• _REQUIRED ACTION_
Would you find each line in the entries below with the string "immutable" and copy it?

• _MATERIAL PROVIDED_
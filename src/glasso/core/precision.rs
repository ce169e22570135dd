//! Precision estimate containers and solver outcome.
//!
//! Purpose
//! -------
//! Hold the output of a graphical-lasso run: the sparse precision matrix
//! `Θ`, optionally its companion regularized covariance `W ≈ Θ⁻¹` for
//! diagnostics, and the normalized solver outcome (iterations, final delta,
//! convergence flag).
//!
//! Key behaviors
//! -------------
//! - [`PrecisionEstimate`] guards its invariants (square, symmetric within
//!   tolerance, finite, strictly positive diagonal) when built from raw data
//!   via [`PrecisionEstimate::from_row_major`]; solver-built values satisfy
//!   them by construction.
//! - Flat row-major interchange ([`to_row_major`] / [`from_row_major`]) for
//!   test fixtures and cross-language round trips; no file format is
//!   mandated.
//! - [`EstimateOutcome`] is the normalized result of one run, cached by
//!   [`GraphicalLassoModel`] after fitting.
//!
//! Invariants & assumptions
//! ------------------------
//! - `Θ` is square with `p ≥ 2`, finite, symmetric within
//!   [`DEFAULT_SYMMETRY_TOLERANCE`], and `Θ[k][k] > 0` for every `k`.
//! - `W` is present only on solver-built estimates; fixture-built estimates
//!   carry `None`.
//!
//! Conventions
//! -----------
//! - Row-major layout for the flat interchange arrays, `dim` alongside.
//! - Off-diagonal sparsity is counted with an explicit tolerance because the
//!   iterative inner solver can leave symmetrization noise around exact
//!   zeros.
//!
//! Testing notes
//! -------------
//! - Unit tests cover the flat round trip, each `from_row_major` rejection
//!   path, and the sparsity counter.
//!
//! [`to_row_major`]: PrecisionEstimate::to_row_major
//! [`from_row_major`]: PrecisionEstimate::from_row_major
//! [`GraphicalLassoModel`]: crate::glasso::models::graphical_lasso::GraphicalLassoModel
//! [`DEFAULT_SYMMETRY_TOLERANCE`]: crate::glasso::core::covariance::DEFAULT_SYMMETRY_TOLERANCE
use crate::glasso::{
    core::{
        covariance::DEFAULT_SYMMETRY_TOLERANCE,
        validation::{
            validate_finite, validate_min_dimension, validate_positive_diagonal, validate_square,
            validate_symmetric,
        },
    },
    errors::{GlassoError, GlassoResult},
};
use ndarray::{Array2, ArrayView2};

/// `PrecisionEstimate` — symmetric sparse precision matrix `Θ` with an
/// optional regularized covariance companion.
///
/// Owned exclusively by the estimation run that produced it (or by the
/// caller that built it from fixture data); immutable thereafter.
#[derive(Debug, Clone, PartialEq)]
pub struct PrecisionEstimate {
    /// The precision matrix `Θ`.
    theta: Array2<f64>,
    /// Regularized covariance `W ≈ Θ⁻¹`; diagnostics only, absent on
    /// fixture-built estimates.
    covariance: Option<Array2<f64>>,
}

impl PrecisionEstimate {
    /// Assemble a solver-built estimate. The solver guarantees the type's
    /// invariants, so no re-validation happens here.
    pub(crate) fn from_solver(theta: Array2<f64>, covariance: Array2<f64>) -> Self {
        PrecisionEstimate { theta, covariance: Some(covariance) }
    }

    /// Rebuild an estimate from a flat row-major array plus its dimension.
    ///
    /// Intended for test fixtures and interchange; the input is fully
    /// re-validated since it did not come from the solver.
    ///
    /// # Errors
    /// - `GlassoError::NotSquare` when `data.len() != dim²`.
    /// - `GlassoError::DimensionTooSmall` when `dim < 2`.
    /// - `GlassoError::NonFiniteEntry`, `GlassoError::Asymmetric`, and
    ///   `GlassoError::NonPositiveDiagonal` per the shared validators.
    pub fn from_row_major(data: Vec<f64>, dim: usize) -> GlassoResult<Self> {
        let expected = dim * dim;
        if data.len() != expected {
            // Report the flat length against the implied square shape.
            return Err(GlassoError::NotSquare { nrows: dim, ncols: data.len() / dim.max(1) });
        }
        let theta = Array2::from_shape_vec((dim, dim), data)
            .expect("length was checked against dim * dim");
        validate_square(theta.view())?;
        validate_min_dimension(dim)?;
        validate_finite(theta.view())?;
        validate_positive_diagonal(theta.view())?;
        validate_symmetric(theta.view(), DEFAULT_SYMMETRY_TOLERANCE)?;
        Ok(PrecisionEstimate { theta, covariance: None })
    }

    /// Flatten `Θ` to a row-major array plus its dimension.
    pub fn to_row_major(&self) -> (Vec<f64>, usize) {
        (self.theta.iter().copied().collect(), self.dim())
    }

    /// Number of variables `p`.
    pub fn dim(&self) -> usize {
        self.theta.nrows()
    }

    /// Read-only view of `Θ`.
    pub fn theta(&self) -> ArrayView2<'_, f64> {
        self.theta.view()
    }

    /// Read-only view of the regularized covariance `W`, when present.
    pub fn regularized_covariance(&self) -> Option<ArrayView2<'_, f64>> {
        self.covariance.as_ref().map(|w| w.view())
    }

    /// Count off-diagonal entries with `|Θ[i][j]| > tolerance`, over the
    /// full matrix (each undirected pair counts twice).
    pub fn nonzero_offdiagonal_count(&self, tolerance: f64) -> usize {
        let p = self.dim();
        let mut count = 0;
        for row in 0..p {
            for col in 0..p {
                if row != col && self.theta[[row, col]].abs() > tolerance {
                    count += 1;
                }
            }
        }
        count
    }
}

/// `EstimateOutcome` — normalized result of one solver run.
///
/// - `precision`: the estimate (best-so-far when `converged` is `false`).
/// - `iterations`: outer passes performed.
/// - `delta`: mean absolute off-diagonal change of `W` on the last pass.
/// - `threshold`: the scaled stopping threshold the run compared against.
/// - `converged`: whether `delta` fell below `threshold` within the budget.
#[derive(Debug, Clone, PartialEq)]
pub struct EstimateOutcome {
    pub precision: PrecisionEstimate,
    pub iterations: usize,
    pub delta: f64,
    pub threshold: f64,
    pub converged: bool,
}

* * *

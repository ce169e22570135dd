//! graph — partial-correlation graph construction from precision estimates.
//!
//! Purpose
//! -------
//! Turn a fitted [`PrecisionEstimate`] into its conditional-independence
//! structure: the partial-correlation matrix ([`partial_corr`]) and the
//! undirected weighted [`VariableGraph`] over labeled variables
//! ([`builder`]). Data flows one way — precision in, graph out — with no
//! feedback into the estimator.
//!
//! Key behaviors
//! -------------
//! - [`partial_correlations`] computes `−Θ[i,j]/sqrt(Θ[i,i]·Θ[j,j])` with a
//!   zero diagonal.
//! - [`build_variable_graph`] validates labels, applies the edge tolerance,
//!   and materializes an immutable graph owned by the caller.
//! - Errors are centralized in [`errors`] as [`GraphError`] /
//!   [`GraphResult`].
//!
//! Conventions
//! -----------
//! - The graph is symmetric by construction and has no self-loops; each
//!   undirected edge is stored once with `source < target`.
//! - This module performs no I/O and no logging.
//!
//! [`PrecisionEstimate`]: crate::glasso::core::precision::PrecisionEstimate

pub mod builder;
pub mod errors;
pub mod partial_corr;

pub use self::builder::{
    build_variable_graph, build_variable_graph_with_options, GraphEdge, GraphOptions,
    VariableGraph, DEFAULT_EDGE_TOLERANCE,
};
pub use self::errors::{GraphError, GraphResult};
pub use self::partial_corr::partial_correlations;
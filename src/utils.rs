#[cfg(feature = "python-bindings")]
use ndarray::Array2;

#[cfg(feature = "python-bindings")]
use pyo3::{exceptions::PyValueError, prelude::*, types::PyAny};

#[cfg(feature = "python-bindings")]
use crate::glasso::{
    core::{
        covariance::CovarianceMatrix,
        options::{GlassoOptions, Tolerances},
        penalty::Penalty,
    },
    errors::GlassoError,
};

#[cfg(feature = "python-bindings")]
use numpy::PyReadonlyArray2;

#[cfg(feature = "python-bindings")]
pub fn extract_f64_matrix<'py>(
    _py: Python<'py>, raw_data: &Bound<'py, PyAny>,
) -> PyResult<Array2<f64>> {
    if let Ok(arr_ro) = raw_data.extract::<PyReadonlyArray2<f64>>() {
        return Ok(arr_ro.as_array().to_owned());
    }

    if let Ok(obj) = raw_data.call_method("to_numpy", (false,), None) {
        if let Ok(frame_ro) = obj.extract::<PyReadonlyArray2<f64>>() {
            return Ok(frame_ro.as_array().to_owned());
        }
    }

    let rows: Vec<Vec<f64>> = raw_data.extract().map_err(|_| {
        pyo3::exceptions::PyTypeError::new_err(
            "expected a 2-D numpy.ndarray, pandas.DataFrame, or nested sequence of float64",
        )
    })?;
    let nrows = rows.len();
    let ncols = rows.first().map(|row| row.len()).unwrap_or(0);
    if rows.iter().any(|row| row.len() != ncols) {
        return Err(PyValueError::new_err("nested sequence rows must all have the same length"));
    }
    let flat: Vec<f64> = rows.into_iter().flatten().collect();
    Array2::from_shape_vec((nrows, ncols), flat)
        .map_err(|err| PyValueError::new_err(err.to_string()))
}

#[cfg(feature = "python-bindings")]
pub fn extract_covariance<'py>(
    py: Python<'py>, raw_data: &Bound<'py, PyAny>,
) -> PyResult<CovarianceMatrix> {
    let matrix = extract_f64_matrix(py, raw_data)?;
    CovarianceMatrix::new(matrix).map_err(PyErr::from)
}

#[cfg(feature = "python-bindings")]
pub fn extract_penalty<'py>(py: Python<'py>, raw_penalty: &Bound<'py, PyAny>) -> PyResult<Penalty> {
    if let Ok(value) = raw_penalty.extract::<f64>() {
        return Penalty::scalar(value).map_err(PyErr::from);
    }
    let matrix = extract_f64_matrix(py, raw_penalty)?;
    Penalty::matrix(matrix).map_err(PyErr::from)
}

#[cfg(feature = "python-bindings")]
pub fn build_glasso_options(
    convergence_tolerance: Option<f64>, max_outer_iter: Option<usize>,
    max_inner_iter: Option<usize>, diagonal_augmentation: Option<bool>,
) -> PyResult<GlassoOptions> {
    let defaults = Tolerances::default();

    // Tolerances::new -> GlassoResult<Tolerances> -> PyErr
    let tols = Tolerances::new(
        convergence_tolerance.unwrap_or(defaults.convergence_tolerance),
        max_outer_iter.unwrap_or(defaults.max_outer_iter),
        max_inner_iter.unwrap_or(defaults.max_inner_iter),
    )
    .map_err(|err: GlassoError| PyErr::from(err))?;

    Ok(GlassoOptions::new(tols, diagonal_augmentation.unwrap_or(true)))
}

==

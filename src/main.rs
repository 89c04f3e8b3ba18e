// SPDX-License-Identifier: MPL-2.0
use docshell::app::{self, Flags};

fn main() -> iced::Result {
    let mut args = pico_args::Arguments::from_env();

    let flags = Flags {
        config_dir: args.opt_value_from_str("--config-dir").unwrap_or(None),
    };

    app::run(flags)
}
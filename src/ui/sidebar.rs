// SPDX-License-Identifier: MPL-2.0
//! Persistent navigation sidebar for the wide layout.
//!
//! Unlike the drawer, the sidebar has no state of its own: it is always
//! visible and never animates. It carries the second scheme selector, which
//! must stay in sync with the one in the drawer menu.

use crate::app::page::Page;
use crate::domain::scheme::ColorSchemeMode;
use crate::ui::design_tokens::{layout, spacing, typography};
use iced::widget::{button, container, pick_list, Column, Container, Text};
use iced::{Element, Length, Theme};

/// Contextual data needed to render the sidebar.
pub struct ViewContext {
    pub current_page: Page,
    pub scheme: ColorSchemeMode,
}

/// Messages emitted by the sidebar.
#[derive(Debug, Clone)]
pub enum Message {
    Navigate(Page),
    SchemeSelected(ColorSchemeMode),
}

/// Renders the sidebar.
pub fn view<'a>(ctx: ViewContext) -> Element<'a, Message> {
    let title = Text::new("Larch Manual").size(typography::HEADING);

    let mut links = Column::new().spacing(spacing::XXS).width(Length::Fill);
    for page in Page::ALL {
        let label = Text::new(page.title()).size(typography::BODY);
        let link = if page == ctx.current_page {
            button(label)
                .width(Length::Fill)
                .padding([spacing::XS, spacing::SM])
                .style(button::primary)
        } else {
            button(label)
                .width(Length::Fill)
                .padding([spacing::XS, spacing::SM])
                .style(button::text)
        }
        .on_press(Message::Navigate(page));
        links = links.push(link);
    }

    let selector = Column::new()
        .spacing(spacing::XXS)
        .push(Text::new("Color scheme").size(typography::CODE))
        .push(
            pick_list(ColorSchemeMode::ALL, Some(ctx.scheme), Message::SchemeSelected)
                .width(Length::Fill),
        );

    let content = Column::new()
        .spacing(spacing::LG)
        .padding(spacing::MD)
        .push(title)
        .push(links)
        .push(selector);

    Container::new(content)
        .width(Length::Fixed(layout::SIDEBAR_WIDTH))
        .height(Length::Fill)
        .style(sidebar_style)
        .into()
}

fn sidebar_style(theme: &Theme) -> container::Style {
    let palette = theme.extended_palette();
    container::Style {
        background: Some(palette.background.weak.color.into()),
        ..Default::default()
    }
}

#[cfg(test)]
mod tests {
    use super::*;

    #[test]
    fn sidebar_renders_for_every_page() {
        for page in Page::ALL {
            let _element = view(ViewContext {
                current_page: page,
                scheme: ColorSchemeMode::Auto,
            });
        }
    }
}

• _EXERCISE RESPONSE_
/// caller that built it from fixture data); immutable thereafter.
//!   and materializes an immutable graph owned by the caller.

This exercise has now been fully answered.